▶ [DATA TO PROCESS]:

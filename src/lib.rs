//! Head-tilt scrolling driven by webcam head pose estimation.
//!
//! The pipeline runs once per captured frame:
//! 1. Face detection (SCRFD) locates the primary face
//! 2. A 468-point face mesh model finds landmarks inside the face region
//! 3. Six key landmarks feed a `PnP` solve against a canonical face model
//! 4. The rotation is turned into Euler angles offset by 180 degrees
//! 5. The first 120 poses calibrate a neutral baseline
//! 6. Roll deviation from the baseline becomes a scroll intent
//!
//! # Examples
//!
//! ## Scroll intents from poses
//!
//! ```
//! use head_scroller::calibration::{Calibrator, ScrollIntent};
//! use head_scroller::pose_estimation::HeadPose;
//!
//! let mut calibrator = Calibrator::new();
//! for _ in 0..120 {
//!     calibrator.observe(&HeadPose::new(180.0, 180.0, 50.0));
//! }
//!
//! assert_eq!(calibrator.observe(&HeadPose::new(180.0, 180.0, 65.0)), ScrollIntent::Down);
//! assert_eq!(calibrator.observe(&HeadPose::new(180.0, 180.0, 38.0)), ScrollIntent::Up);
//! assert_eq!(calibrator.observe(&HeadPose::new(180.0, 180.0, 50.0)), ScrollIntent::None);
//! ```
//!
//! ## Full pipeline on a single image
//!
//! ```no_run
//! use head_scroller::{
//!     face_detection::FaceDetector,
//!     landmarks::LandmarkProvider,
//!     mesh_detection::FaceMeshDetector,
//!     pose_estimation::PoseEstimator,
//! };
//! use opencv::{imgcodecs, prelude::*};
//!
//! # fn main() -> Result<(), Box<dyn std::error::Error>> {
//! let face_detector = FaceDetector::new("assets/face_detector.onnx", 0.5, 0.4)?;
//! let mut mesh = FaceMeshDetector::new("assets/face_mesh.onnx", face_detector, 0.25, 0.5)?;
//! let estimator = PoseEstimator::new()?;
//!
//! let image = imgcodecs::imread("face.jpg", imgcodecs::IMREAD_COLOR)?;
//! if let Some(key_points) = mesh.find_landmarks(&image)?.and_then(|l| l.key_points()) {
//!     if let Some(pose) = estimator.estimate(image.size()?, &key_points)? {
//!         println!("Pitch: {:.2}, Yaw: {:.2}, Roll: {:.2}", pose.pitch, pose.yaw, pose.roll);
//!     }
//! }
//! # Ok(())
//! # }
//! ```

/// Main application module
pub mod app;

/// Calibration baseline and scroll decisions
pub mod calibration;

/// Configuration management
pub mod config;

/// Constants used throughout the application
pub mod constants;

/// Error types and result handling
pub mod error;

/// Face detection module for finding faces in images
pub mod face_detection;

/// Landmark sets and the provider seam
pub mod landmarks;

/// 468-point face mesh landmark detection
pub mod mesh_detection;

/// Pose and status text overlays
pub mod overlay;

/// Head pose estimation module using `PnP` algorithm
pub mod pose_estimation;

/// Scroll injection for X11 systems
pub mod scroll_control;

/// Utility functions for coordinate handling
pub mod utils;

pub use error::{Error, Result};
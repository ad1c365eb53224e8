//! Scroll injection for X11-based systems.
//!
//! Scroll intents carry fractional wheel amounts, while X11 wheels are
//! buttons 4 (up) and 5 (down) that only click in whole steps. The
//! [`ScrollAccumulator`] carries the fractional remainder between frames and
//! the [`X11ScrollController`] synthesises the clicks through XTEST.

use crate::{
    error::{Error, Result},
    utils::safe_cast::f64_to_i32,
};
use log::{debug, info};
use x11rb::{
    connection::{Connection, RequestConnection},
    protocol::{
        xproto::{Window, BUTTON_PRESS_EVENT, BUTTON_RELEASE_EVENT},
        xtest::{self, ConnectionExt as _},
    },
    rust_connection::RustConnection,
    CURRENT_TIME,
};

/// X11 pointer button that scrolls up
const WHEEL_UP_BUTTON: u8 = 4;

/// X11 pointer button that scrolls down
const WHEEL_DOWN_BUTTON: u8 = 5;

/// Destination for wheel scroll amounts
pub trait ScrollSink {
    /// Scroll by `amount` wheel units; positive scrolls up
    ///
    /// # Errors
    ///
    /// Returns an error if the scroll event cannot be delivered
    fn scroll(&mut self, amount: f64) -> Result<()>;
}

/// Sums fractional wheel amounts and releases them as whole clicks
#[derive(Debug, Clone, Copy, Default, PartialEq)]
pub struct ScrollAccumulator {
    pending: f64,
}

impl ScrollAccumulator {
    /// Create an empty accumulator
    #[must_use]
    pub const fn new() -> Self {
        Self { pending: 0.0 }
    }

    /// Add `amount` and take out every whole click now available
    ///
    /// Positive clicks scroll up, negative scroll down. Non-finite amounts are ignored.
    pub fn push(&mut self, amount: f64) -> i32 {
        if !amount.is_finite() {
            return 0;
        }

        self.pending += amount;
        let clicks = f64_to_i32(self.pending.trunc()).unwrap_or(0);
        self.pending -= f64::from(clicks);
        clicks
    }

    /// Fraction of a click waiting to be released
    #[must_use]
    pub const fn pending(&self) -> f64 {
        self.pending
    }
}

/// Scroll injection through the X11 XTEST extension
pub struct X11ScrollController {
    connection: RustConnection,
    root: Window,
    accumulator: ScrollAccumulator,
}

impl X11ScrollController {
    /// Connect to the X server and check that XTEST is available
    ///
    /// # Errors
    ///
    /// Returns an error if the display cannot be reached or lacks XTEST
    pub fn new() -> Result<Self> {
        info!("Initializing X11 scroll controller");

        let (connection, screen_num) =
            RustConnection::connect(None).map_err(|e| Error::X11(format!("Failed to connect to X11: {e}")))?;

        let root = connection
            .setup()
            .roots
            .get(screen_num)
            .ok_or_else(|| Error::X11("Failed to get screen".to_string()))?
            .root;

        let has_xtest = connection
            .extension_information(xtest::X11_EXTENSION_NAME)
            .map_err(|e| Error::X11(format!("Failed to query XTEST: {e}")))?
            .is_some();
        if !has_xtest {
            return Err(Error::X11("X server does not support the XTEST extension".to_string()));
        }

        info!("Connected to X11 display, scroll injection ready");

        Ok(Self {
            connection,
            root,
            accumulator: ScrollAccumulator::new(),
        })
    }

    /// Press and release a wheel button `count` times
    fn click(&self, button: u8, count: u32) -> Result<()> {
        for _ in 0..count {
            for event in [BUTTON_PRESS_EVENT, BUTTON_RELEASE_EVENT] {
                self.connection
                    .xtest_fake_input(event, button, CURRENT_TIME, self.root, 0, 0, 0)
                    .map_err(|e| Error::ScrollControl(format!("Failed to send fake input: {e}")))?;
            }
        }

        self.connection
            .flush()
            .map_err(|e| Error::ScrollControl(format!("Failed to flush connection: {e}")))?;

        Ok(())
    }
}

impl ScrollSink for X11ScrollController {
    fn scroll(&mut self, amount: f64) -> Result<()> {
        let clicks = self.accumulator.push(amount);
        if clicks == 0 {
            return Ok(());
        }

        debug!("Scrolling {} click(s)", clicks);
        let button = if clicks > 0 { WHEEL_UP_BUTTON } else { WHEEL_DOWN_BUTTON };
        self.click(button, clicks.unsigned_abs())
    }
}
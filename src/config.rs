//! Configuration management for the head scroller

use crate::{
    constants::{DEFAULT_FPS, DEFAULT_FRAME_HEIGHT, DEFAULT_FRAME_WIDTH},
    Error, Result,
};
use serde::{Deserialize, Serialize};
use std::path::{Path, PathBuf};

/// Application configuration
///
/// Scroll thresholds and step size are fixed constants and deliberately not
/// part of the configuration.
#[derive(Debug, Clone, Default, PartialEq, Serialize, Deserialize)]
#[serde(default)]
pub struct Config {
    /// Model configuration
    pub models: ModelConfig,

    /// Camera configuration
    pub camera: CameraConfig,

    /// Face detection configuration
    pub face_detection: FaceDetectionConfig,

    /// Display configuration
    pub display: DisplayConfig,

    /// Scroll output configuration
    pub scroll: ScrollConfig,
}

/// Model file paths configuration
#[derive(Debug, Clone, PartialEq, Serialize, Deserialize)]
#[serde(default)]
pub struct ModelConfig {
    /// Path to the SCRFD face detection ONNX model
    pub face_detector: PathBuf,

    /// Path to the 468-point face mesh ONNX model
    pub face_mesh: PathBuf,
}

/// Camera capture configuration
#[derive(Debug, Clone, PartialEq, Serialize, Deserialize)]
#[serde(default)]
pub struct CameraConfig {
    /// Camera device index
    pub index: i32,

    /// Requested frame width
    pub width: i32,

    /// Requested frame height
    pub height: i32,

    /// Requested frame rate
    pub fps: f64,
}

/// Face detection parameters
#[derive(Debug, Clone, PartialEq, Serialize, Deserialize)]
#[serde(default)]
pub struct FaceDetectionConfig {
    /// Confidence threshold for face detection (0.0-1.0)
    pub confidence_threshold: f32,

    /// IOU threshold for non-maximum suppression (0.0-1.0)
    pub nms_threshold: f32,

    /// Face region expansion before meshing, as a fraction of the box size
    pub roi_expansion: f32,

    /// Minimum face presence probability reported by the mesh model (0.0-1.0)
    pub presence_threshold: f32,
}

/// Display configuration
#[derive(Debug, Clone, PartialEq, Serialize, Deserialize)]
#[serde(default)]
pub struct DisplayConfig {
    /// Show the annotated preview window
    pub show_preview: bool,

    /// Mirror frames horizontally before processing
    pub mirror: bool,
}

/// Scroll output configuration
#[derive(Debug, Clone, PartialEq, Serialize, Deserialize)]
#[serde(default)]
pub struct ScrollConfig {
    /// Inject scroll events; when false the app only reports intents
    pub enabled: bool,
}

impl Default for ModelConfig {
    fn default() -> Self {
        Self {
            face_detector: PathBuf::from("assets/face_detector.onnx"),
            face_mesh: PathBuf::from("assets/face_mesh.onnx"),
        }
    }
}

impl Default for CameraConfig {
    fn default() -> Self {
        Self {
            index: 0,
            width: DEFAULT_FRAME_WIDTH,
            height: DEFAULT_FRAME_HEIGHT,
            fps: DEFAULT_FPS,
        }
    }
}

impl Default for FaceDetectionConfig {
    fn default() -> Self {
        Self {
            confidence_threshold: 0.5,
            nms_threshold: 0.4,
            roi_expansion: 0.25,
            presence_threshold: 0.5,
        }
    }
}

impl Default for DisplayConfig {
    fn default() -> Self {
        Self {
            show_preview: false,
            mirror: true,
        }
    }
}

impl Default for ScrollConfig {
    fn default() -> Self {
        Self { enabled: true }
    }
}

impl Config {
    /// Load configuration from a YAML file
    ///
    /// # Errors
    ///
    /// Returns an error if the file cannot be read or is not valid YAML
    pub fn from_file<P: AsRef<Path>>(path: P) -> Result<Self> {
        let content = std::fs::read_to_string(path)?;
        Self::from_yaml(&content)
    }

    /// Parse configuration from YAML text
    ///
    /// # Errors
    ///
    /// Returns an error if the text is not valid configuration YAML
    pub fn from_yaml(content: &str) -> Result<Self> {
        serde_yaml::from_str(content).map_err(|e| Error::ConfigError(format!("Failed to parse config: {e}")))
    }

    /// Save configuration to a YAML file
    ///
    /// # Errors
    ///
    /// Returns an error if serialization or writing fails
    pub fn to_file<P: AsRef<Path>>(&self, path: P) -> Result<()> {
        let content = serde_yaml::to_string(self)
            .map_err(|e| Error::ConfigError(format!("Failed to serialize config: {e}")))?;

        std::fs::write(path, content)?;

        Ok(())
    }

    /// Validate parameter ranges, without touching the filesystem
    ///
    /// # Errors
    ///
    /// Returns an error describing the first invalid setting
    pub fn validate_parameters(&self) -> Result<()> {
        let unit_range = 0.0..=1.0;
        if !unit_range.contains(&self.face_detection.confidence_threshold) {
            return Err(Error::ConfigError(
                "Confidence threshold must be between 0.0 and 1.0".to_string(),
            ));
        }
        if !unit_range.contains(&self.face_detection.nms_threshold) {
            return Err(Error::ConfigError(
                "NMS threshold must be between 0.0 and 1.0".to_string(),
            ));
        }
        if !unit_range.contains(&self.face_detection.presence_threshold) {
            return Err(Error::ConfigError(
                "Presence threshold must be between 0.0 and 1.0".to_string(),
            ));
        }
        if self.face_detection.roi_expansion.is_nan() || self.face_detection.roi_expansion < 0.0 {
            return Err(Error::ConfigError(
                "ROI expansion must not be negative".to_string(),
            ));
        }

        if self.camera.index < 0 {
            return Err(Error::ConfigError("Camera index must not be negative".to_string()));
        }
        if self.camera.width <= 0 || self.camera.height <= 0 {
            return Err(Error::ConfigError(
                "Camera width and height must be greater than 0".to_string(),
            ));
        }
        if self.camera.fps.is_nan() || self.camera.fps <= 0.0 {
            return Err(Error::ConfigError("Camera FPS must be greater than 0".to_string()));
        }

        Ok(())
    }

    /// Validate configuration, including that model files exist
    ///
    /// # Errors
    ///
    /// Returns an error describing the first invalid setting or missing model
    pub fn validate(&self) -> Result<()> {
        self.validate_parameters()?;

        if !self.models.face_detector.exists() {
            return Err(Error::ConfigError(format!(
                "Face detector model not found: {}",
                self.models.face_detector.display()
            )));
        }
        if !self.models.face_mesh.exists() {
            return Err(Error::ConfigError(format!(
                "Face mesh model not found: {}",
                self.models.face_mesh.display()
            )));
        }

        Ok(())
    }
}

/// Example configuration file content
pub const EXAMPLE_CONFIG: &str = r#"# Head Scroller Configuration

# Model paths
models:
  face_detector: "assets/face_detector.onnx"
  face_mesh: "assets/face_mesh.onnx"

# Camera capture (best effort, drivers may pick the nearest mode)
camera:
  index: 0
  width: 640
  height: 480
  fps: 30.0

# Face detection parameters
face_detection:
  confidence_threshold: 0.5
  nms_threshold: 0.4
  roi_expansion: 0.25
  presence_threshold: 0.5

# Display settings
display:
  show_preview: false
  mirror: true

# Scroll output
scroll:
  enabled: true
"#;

▶ [PROMPT]:
Filter the entries down to the lines holding the string "text". Copy each of those lines.

▶ [TASK RESULT]:
/// Pose and status text overlays
    /// Parse configuration from YAML text
    /// Returns an error if the text is not valid configuration YAML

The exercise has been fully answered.